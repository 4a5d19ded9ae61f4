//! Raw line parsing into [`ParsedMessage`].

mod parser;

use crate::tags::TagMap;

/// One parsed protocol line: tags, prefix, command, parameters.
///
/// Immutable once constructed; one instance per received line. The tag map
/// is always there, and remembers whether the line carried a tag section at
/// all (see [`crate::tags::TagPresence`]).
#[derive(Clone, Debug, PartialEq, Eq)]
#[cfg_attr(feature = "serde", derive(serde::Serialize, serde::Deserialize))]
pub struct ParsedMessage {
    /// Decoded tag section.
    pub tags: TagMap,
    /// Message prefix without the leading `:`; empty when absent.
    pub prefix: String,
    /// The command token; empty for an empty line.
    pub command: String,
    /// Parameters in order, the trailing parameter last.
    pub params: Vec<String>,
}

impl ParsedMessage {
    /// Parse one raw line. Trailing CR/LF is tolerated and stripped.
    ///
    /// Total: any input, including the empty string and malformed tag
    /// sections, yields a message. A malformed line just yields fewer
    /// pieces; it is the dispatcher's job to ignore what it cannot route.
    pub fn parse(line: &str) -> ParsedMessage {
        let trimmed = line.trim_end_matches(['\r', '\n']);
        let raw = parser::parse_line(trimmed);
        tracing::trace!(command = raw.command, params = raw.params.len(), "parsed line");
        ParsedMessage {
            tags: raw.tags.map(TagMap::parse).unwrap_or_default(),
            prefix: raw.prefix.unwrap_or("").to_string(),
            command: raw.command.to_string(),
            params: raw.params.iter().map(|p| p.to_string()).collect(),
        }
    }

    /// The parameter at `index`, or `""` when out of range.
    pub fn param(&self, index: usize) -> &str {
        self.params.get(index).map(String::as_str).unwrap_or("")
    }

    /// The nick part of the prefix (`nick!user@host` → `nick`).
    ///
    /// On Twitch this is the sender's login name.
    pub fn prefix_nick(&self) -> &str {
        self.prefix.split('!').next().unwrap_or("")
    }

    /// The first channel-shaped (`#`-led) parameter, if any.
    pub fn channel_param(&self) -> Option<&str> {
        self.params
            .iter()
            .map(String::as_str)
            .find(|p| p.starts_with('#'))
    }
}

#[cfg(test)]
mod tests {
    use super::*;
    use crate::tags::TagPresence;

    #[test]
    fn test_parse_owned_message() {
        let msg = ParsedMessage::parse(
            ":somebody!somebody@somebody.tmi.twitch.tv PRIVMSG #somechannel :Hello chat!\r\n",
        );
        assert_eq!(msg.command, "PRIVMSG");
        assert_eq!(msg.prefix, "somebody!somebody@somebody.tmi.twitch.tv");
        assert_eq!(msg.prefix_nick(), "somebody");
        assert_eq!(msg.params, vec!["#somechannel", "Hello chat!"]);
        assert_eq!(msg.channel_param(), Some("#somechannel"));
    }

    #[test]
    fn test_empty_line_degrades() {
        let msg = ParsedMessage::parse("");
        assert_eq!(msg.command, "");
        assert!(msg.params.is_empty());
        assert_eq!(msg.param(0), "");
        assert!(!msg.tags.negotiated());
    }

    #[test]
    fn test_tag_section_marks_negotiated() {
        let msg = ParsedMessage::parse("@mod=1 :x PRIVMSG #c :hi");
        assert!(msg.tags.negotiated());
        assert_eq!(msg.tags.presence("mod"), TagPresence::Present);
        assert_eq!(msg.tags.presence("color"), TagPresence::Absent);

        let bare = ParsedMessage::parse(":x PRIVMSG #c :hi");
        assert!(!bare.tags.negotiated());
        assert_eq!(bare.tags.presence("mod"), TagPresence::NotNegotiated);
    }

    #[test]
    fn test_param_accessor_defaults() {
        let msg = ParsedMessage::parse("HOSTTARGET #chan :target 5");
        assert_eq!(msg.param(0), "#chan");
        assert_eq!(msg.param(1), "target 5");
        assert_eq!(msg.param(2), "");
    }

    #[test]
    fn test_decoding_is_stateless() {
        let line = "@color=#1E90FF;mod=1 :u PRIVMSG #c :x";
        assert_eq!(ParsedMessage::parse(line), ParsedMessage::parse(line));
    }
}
* * * * *
# [Goal of the exercise]
Looking at the data above, write out exactly the lines that start at the one containing "Decoded tag section." and end at the one containing "tracing::trace!(command = raw.command, params"; include both and nothing beyond.

# [Final answer]
    /// Decoded tag section.
    pub tags: TagMap,
    /// Message prefix without the leading `:`; empty when absent.
    pub prefix: String,
    /// The command token; empty for an empty line.
    pub command: String,
    /// Parameters in order, the trailing parameter last.
    pub params: Vec<String>,
}

impl ParsedMessage {
    /// Parse one raw line. Trailing CR/LF is tolerated and stripped.
    ///
    /// Total: any input, including the empty string and malformed tag
    /// sections, yields a message. A malformed line just yields fewer
    /// pieces; it is the dispatcher's job to ignore what it cannot route.
    pub fn parse(line: &str) -> ParsedMessage {
        let trimmed = line.trim_end_matches(['\r', '\n']);
        let raw = parser::parse_line(trimmed);
        tracing::trace!(command = raw.command, params = raw.params.len(), "parsed line");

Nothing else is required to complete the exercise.